AI is changing the world and and sales is no exception.
Today I’m excited to share with you a BIG development in the world of sales research made to improve your close rate.
I’ve been lucky to team up with the data science team at Gong.io on a new comprehensive study that goes into an analysis of over 70,000+ B2B SaaS sales calls.
You heard that right. To my knowledge this is the largest sales study of its kind to date.
(Read on or watch my conversation with Gong’s CEO on these findings.)
For our purposes, we’ll define sales success as advancement, or the rate by which you move a deal to the next step toward closing, such as from “demo” to “proposal” to “close.”
Before we go into the actionable takeaways for you to start advancing all over the place, a quick modern sales pop quiz:
Should you be concerned if competitors are brought up early in a sales conversation?
Should you let a customer go on a talking streak before you demo? How long is too long?
How is your close rate impacted by talking about your company for more than 2 minutes?
While you might take a guess about the above answers, we now have an analysis to support our assertion.
Takeaway #1 — Competitor mentions before you demo are a GOOD sign.
According to the sales call data analyzed, there’s actually a 49% increase in probability your opportunity will advance if competition is mentioned at least 1X in the early stages of a process.
But there’s a catch.
Competitor mentions LATER in your sales process have the reverse affect.
This seems obvious in hindsight when I compare my own anecdotal knowledge of companies averaging 25%+ average close rates to the companies I know averaging 10% close rates when look at their onboarding programs.
Companies with higher close rates invest in competitor education for new reps. On the flipside, the companies who breeze through competitor education I see averaging lower close rates.
The takeaway? Educate yourself on your competitive position in the market and be ready to discuss it with prospective buyers. It could mean up to a 50% difference in your probability of advancing deals.
Takeaway #2 — Let your customer go on a “talking streak” for at least 4 minutes.
If you’re able to get your potential customer to talk for at least 4 minutes probability of advancing your deal increases.
If you only manage to get your customer to talk in a straight line for only 50 seconds, chances of closing the deal are lower than average.
I know the experienced sellers reading this are like, “duh Juliana…” But hear me out. Now you have data to back you up.
One common challenge I see when I meet with newer sales people or founders is that they often tell me they feel uncomfortable asking more of these clarification questions once a buyer has already told them their problem.
It’s as if they feel like they’re being “too nosey” or they are “too young” or “too inexperienced” to ask executives these questions.
If that sounds like you, that’s a limiting belief you need to eliminate from your psyche today.

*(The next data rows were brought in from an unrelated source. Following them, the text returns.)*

//! Error types for the indexing-service client.

use http::StatusCode;

/// Errors that can occur while querying the indexing service.
#[derive(Debug, thiserror::Error)]
pub enum GraphClientError {
    /// URL parse error.
    #[error("URL parse error: {context}: {source}")]
    UrlParse {
        /// Human-readable context.
        context: &'static str,
        /// The underlying parse error.
        #[source]
        source: url::ParseError,
    },
    /// The endpoint is not an `http` or `https` URL.
    #[error("unsupported endpoint scheme: {0}")]
    UnsupportedScheme(String),
    /// HTTP transport error.
    #[error("HTTP error: {context}: {source}")]
    Http {
        /// Operation name.
        context: &'static str,
        /// The underlying reqwest error.
        #[source]
        source: reqwest::Error,
    },
    /// JSON deserialization error.
    #[error("Failed to deserialize JSON: {context}: {source}")]
    JsonDeserialization {
        /// Operation name.
        context: &'static str,
        /// The underlying reqwest error.
        #[source]
        source: reqwest::Error,
    },
    /// Unexpected HTTP status code.
    #[error("Unexpected HTTP status {status}: {context}: {body}")]
    HttpStatus {
        /// Operation name.
        context: &'static str,
        /// The HTTP status code.
        status: StatusCode,
        /// The response body.
        body: String,
    },
    /// Failed to read response body.
    #[error("Failed to read response body as text: {context}: {source}")]
    ResponseBodyRead {
        /// Operation name.
        context: &'static str,
        /// The underlying reqwest error.
        #[source]
        source: reqwest::Error,
    },
    /// The service answered with a GraphQL `errors` list.
    #[error("{context} failed: {}", messages.join("; "))]
    Graph {
        /// Operation name.
        context: &'static str,
        /// Messages reported by the service.
        messages: Vec<String>,
    },
    /// The response had neither `data` nor `errors`.
    #[error("{context} returned no data")]
    MissingData {
        /// Operation name.
        context: &'static str,
    },
}

#[cfg(test)]
mod tests {
    use super::*;

    #[test]
    fn test_graph_error_message_joins() {
        let err = GraphClientError::Graph {
            context: "Purchases",
            messages: vec!["bad filter".to_owned(), "timeout".to_owned()],
        };
        assert_eq!(err.to_string(), "Purchases failed: bad filter; timeout");
    }
}
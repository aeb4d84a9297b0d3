//! Display driver trait for the status screen
//!
//! The screen is a dumb view: the core hands it numbers and state, the
//! implementation owns fonts, layout and formatting.

/// Errors that can occur with display communication
#[derive(Debug, Clone, Copy, PartialEq, Eq)]
#[cfg_attr(feature = "defmt", derive(defmt::Format))]
pub enum DisplayError {
    /// Communication timeout
    Timeout,
    /// Bus error while sending the frame
    BusError,
}

/// What the screen should currently show
#[derive(Debug, Clone, Copy, PartialEq, Eq)]
#[cfg_attr(feature = "defmt", derive(defmt::Format))]
pub enum View {
    /// Duration being dialled in
    TimeSelection {
        /// Selected duration in whole seconds
        seconds: u32,
    },
    /// Countdown in progress
    Countdown {
        /// Remaining time in whole seconds (rounded up)
        remaining_s: u32,
        /// Total countdown duration in whole seconds
        total_s: u32,
    },
    /// Countdown ran to completion
    Complete,
    /// Countdown was cancelled with a long press
    Cancelled,
}

/// Trait for the status display
///
/// One call per view; each call redraws the whole screen.
pub trait DisplayDriver {
    /// Show the time selection screen
    fn show_time_selection(&mut self, seconds: u32) -> Result<(), DisplayError>;

    /// Show the countdown screen with its progress
    fn show_countdown(&mut self, remaining_s: u32, total_s: u32) -> Result<(), DisplayError>;

    /// Show the completion screen
    fn show_complete(&mut self) -> Result<(), DisplayError>;

    /// Show the cancellation screen
    fn show_cancelled(&mut self) -> Result<(), DisplayError>;
}

/// Helper trait for dispatching a [`View`] to the matching screen
pub trait DisplayExt: DisplayDriver {
    /// Draw `view` using the matching driver call
    fn show(&mut self, view: View) -> Result<(), DisplayError> {
        match view {
            View::TimeSelection { seconds } => self.show_time_selection(seconds),
            View::Countdown {
                remaining_s,
                total_s,
            } => self.show_countdown(remaining_s, total_s),
            View::Complete => self.show_complete(),
            View::Cancelled => self.show_cancelled(),
        }
    }
}

// Blanket implementation for all DisplayDriver types
impl<T: DisplayDriver> DisplayExt for T {}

After all, you talk daily with more of this executive’s peers than they do and that makes you an expert in your own right.

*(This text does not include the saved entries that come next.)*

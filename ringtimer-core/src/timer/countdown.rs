//! Countdown timer state machine
//!
//! Time is a wrapping millisecond counter supplied by the caller; every
//! query is a pure function of that instant and the timer state. Pausing
//! never keeps a separate elapsed counter: resuming shifts the recorded
//! start instant forward by the time spent paused.

use super::events::{TimerEvent, TimerEvents};
use crate::error::Error;

/// Timer states
#[derive(Debug, Clone, Copy, PartialEq, Eq)]
#[cfg_attr(feature = "defmt", derive(defmt::Format))]
pub enum TimerState {
    /// No countdown configured
    Stopped,
    /// Counting down
    Running,
    /// Counting suspended, elapsed time frozen
    Paused,
    /// Elapsed reached the duration
    Completed,
}

/// Monotonic countdown timer
#[derive(Debug, Clone)]
pub struct CountdownTimer {
    state: TimerState,
    /// Instant the countdown (effectively) started
    start_ms: u32,
    /// Instant the countdown was paused
    paused_at_ms: u32,
    /// Configured duration
    duration_ms: u32,
}

impl Default for CountdownTimer {
    fn default() -> Self {
        Self::new()
    }
}

impl CountdownTimer {
    /// Create a stopped timer
    pub const fn new() -> Self {
        Self {
            state: TimerState::Stopped,
            start_ms: 0,
            paused_at_ms: 0,
            duration_ms: 0,
        }
    }

    /// Start counting down `duration_ms` from `now_ms`
    ///
    /// Only a stopped timer can start. Fails with [`Error::InvalidDuration`]
    /// for a zero duration and with [`Error::TimerAlreadyRunning`] while
    /// running, paused or completed; the duration stays fixed until
    /// `stop`/`reset`. The state is unchanged on failure.
    pub fn start(&mut self, duration_ms: u32, now_ms: u32) -> Result<(), Error> {
        if duration_ms == 0 {
            return Err(Error::InvalidDuration);
        }
        if self.state != TimerState::Stopped {
            return Err(Error::TimerAlreadyRunning);
        }

        self.duration_ms = duration_ms;
        self.start_ms = now_ms;
        self.paused_at_ms = 0;
        self.state = TimerState::Running;
        info!("Timer started: {}ms", duration_ms);
        Ok(())
    }

    /// Stop the timer from any state
    pub fn stop(&mut self) -> Result<(), Error> {
        self.clear();
        info!("Timer stopped");
        Ok(())
    }

    /// Reset the timer from any state
    ///
    /// Same outcome as [`CountdownTimer::stop`].
    pub fn reset(&mut self) -> Result<(), Error> {
        self.clear();
        Ok(())
    }

    /// Suspend a running countdown
    pub fn pause(&mut self, now_ms: u32) -> Result<(), Error> {
        if self.state != TimerState::Running {
            return Err(Error::TimerNotRunning);
        }

        self.paused_at_ms = now_ms;
        self.state = TimerState::Paused;
        Ok(())
    }

    /// Continue a paused countdown
    ///
    /// The start instant moves forward by the paused span, so elapsed time
    /// reads exactly what it read when paused.
    pub fn resume(&mut self, now_ms: u32) -> Result<(), Error> {
        if self.state != TimerState::Paused {
            return Err(Error::TimerNotRunning);
        }

        let paused_for = now_ms.wrapping_sub(self.paused_at_ms);
        self.start_ms = self.start_ms.wrapping_add(paused_for);
        self.state = TimerState::Running;
        Ok(())
    }

    /// Advance the timer
    ///
    /// Call once per poll cycle. This is the only place a running timer
    /// completes. Returns a `Tick` for every update while running, plus
    /// `Completed` on the update that reaches the duration.
    pub fn update(&mut self, now_ms: u32) -> TimerEvents {
        let mut events = TimerEvents::new();
        if self.state != TimerState::Running {
            return events;
        }

        // Capacity is 2 and at most two events are pushed
        let _ = events.push(TimerEvent::Tick);

        if self.running_elapsed(now_ms) >= self.duration_ms {
            self.state = TimerState::Completed;
            info!("Timer completed");
            let _ = events.push(TimerEvent::Completed);
        }

        events
    }

    /// Get current state
    pub fn state(&self) -> TimerState {
        self.state
    }

    /// Check if counting down
    pub fn is_running(&self) -> bool {
        self.state == TimerState::Running
    }

    /// Check if paused
    pub fn is_paused(&self) -> bool {
        self.state == TimerState::Paused
    }

    /// Check if completed
    pub fn is_completed(&self) -> bool {
        self.state == TimerState::Completed
    }

    /// Configured duration (0 when stopped)
    pub fn duration(&self) -> u32 {
        self.duration_ms
    }

    /// Elapsed time at `now_ms`
    pub fn elapsed(&self, now_ms: u32) -> u32 {
        match self.state {
            TimerState::Stopped => 0,
            TimerState::Running => self.running_elapsed(now_ms),
            TimerState::Paused => self.paused_at_ms.wrapping_sub(self.start_ms),
            TimerState::Completed => self.duration_ms,
        }
    }

    /// Remaining time at `now_ms`, never negative
    pub fn remaining(&self, now_ms: u32) -> u32 {
        self.duration_ms.saturating_sub(self.elapsed(now_ms))
    }

    /// Remaining time as a fraction of the duration (0.0 to 1.0)
    pub fn fractional_remaining(&self, now_ms: u32) -> f32 {
        self.fraction_of_duration(self.remaining(now_ms))
    }

    /// Elapsed time as a fraction of the duration (0.0 to 1.0)
    pub fn fractional_elapsed(&self, now_ms: u32) -> f32 {
        self.fraction_of_duration(self.elapsed(now_ms))
    }

    fn running_elapsed(&self, now_ms: u32) -> u32 {
        now_ms.wrapping_sub(self.start_ms)
    }

    fn fraction_of_duration(&self, value_ms: u32) -> f32 {
        if self.duration_ms == 0 {
            return 0.0;
        }
        (value_ms as f32 / self.duration_ms as f32).clamp(0.0, 1.0)
    }

    fn clear(&mut self) {
        self.state = TimerState::Stopped;
        self.start_ms = 0;
        self.paused_at_ms = 0;
        self.duration_ms = 0;
    }
}
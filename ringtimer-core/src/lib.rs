//! Board-agnostic control core for the ringtimer countdown appliance
//!
//! This crate contains all application logic that does not depend on
//! specific hardware implementations:
//!
//! - Quadrature decoding and button classification
//! - Countdown timer with pause/resume accounting
//! - Parametric pixel-ring animations
//! - Application state machine and the per-poll runtime step
//! - Configuration type definitions

#![no_std]
#![deny(unsafe_code)]

#[macro_use]
mod fmt;

pub mod animation;
pub mod config;
pub mod controller;
pub mod error;
pub mod input;
pub mod runtime;
pub mod state;
pub mod timer;
pub mod traits;

pub use error::Error;
pub use ringtimer_hal::RGB8;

Next call, I challenge you to drill in a little deeper and see how much you can get them to open up.
Caveat: Short clarifying questions like “can you elaborate?” or “can you give me an example?”, or “tell me more…” won’t break your customer streak, but will help extend it.
Takeaway #3 — Don’t talk about your company for more than 2 minutes.
When I saw this below graph, I was like…hallelujah.
The case for a 2-minute pitch cliff.
What Gong.io found from these 72,326 calls is that if you pitch your company more than 2 minutes, you’re basically walking your close rate off a cliff.
Based on how fast the modern buyer journey is changing, I’d predict this 2 minute cliff number will decrease over the next year - especially in tech.
The data suggests that if you spend 10% of a call discussing your company, your odds of closing the deal will be 1/4 of your peers.
That means, if the top sales rep on your team has a 24% close-rate, and you’re a talker, your close-rate is likely to be a mere 6%.
So yes, you can literally talk your close rate off a cliff.
The takeaway? Get your company pitch down to 2 minutes max. Anything more and you’ll hurt your close rate.